▶ **Problem statement**: In how many lines of the data does the word "completed" appear? Give the number by itself.

▶ **Data shown**:
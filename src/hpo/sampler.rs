//! Parameter samplers: TPE, random and grid.
//!
//! A sampler proposes the parameters of the next trial from the search space
//! and the study's trial history. Samplers are seeded so that a study with a
//! fixed seed proposes the same sequence.

use rand::prelude::*;
use rand_chacha::ChaCha8Rng;
use rand_distr::Normal;
use serde::{Deserialize, Serialize};

use crate::config::HpoConfig;

use super::space::{ParamDomain, ParamValue, Params, SearchSpace};
use super::study::{Direction, Trial, TrialState};

/// Candidates drawn from the "good" density per TPE proposal.
const TPE_CANDIDATES: usize = 24;

/// Sampler selection for a study.
#[derive(Debug, Clone, Copy, Default, PartialEq, Eq, Serialize, Deserialize)]
#[serde(rename_all = "snake_case")]
pub enum SamplerKind {
    #[default]
    Tpe,
    Random,
    Grid,
}

impl SamplerKind {
    pub fn as_str(self) -> &'static str {
        match self {
            SamplerKind::Tpe => "tpe",
            SamplerKind::Random => "random",
            SamplerKind::Grid => "grid",
        }
    }

    /// Builds a sampler instance.
    pub fn build(self, config: &HpoConfig, direction: Direction, seed: u64) -> Box<dyn Sampler> {
        match self {
            SamplerKind::Tpe => Box::new(TpeSampler::new(
                direction,
                config.tpe_gamma,
                config.tpe_startup_trials,
                seed,
            )),
            SamplerKind::Random => Box::new(RandomSampler::new(seed)),
            SamplerKind::Grid => Box::new(GridSampler::new(config.grid_points)),
        }
    }
}

/// Proposes trial parameters.
pub trait Sampler: Send {
    fn name(&self) -> &'static str;

    /// Parameters for the next trial, or `None` when the sampler has no new
    /// configuration left to propose.
    fn sample(&mut self, space: &SearchSpace, history: &[Trial]) -> Option<Params>;
}

/// Independent uniform draws.
pub struct RandomSampler {
    rng: ChaCha8Rng,
}

impl RandomSampler {
    pub fn new(seed: u64) -> Self {
        Self {
            rng: ChaCha8Rng::seed_from_u64(seed),
        }
    }
}

impl Sampler for RandomSampler {
    fn name(&self) -> &'static str {
        "random"
    }

    fn sample(&mut self, space: &SearchSpace, _history: &[Trial]) -> Option<Params> {
        Some(space.sample_uniform(&mut self.rng))
    }
}

/// Exhaustive grid in a fixed order. Each configuration is proposed once;
/// configurations already present in the history (from any state) are
/// skipped, so resumed and parallel studies never repeat a point.
pub struct GridSampler {
    points: usize,
    grid: Option<Vec<Params>>,
}

impl GridSampler {
    pub fn new(points: usize) -> Self {
        Self { points, grid: None }
    }
}

fn same_value(a: &ParamValue, b: &ParamValue) -> bool {
    match (a.as_f64(), b.as_f64()) {
        (Some(x), Some(y)) => (x - y).abs() <= 1e-9 * x.abs().max(y.abs()).max(1.0),
        _ => a == b,
    }
}

fn same_params(a: &Params, b: &Params) -> bool {
    a.len() == b.len()
        && a
            .iter()
            .all(|(k, v)| b.get(k).is_some_and(|other| same_value(v, other)))
}

impl Sampler for GridSampler {
    fn name(&self) -> &'static str {
        "grid"
    }

    fn sample(&mut self, space: &SearchSpace, history: &[Trial]) -> Option<Params> {
        let points = self.points;
        let grid = self.grid.get_or_insert_with(|| space.grid(points));
        grid.iter()
            .find(|candidate| !history.iter().any(|t| same_params(&t.params, candidate)))
            .cloned()
    }
}

/// Tree-structured Parzen Estimator.
///
/// After `n_startup` completed trials, splits the history into the best
/// `gamma` fraction ("good") and the rest, and proposes values maximizing
/// the ratio of the good density to the bad density.
pub struct TpeSampler {
    direction: Direction,
    gamma: f64,
    n_startup: usize,
    bandwidth: f64,
    rng: ChaCha8Rng,
}

impl TpeSampler {
    pub fn new(direction: Direction, gamma: f64, n_startup: usize, seed: u64) -> Self {
        Self {
            direction,
            gamma: gamma.clamp(0.01, 0.99),
            n_startup: n_startup.max(1),
            bandwidth: 1.0,
            rng: ChaCha8Rng::seed_from_u64(seed),
        }
    }

    fn split<'a>(&self, history: &'a [Trial]) -> Option<(Vec<&'a Trial>, Vec<&'a Trial>)> {
        let mut completed: Vec<&Trial> = history
            .iter()
            .filter(|t| t.state == TrialState::Complete)
            .filter(|t| t.final_value.is_some_and(f64::is_finite))
            .collect();
        if completed.len() < self.n_startup || completed.len() < 2 {
            return None;
        }
        completed.sort_by(|a, b| {
            self.direction
                .cmp_best_first(a.final_value.unwrap_or(0.0), b.final_value.unwrap_or(0.0))
        });
        let n_good = ((completed.len() as f64) * self.gamma).ceil() as usize;
        let n_good = n_good.clamp(1, completed.len() - 1);
        let bad = completed.split_off(n_good);
        Some((completed, bad))
    }

    fn sample_continuous(&mut self, good: &[f64], bad: &[f64], low: f64, high: f64) -> f64 {
        if good.is_empty() {
            return self.rng.random_range(low..=high);
        }
        let bandwidth = (self.bandwidth * (high - low) / 10.0).max(f64::MIN_POSITIVE);
        let Ok(noise) = Normal::new(0.0, bandwidth) else {
            return self.rng.random_range(low..=high);
        };

        let mut best_value = low;
        let mut best_ratio = f64::NEG_INFINITY;
        for _ in 0..TPE_CANDIDATES {
            let base = good[self.rng.random_range(0..good.len())];
            let candidate = (base + self.rng.sample(noise)).clamp(low, high);
            let l = kde_score(candidate, good, bandwidth);
            let g = kde_score(candidate, bad, bandwidth);
            let ratio = l / (g + 1e-10);
            if ratio > best_ratio {
                best_ratio = ratio;
                best_value = candidate;
            }
        }
        best_value
    }

    /// Draws an index from `l/g` weights with Laplace smoothing.
    fn sample_weighted(&mut self, good_counts: &[f64], bad_counts: &[f64]) -> usize {
        let weights: Vec<f64> = good_counts
            .iter()
            .zip(bad_counts)
            .map(|(l, g)| (l + 1.0) / (g + 1.0))
            .collect();
        let total: f64 = weights.iter().sum();
        let r = self.rng.random::<f64>() * total;
        let mut cumsum = 0.0;
        for (i, w) in weights.iter().enumerate() {
            cumsum += w;
            if r < cumsum {
                return i;
            }
        }
        weights.len().saturating_sub(1)
    }

    fn sample_param(
        &mut self,
        name: &str,
        domain: &ParamDomain,
        good: &[&Trial],
        bad: &[&Trial],
    ) -> ParamValue {
        match domain {
            ParamDomain::Float { low, high, log } => {
                let project = |v: f64| if *log { v.max(f64::MIN_POSITIVE).ln() } else { v };
                let values = |trials: &[&Trial]| -> Vec<f64> {
                    trials
                        .iter()
                        .filter_map(|t| t.params.get(name)?.as_f64())
                        .map(project)
                        .collect()
                };
                let (good_values, bad_values) = (values(good), values(bad));
                let value =
                    self.sample_continuous(&good_values, &bad_values, project(*low), project(*high));
                let value = if *log { value.exp() } else { value };
                ParamValue::Float(value.clamp(*low, *high))
            }
            ParamDomain::Int { low, high } => {
                let span = (*high - *low + 1) as usize;
                let counts = |trials: &[&Trial]| -> Vec<f64> {
                    let mut counts = vec![0.0; span];
                    for v in trials.iter().filter_map(|t| t.params.get(name)?.as_i64()) {
                        if v >= *low && v <= *high {
                            counts[(v - low) as usize] += 1.0;
                        }
                    }
                    counts
                };
                let idx = self.sample_weighted(&counts(good), &counts(bad));
                ParamValue::Int(low + idx as i64)
            }
            ParamDomain::Categorical { choices } => {
                let counts = |trials: &[&Trial]| -> Vec<f64> {
                    let mut counts = vec![0.0; choices.len()];
                    for trial in trials {
                        if let Some(idx) = trial
                            .params
                            .get(name)
                            .and_then(|v| choices.iter().position(|c| c == v))
                        {
                            counts[idx] += 1.0;
                        }
                    }
                    counts
                };
                let idx = self.sample_weighted(&counts(good), &counts(bad));
                choices[idx].clone()
            }
        }
    }
}

fn kde_score(x: f64, values: &[f64], bandwidth: f64) -> f64 {
    if values.is_empty() {
        return 1.0;
    }
    values
        .iter()
        .map(|v| (-(x - v).powi(2) / (2.0 * bandwidth.powi(2))).exp())
        .sum::<f64>()
        / values.len() as f64
}

impl Sampler for TpeSampler {
    fn name(&self) -> &'static str {
        "tpe"
    }

    fn sample(&mut self, space: &SearchSpace, history: &[Trial]) -> Option<Params> {
        let Some((good, bad)) = self.split(history) else {
            return Some(space.sample_uniform(&mut self.rng));
        };
        let mut params = Params::new();
        for (name, domain) in space.iter() {
            let value = self.sample_param(name, domain, &good, &bad);
            params.insert(name.clone(), value);
        }
        Some(params)
    }
}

▶ **Written response**: 8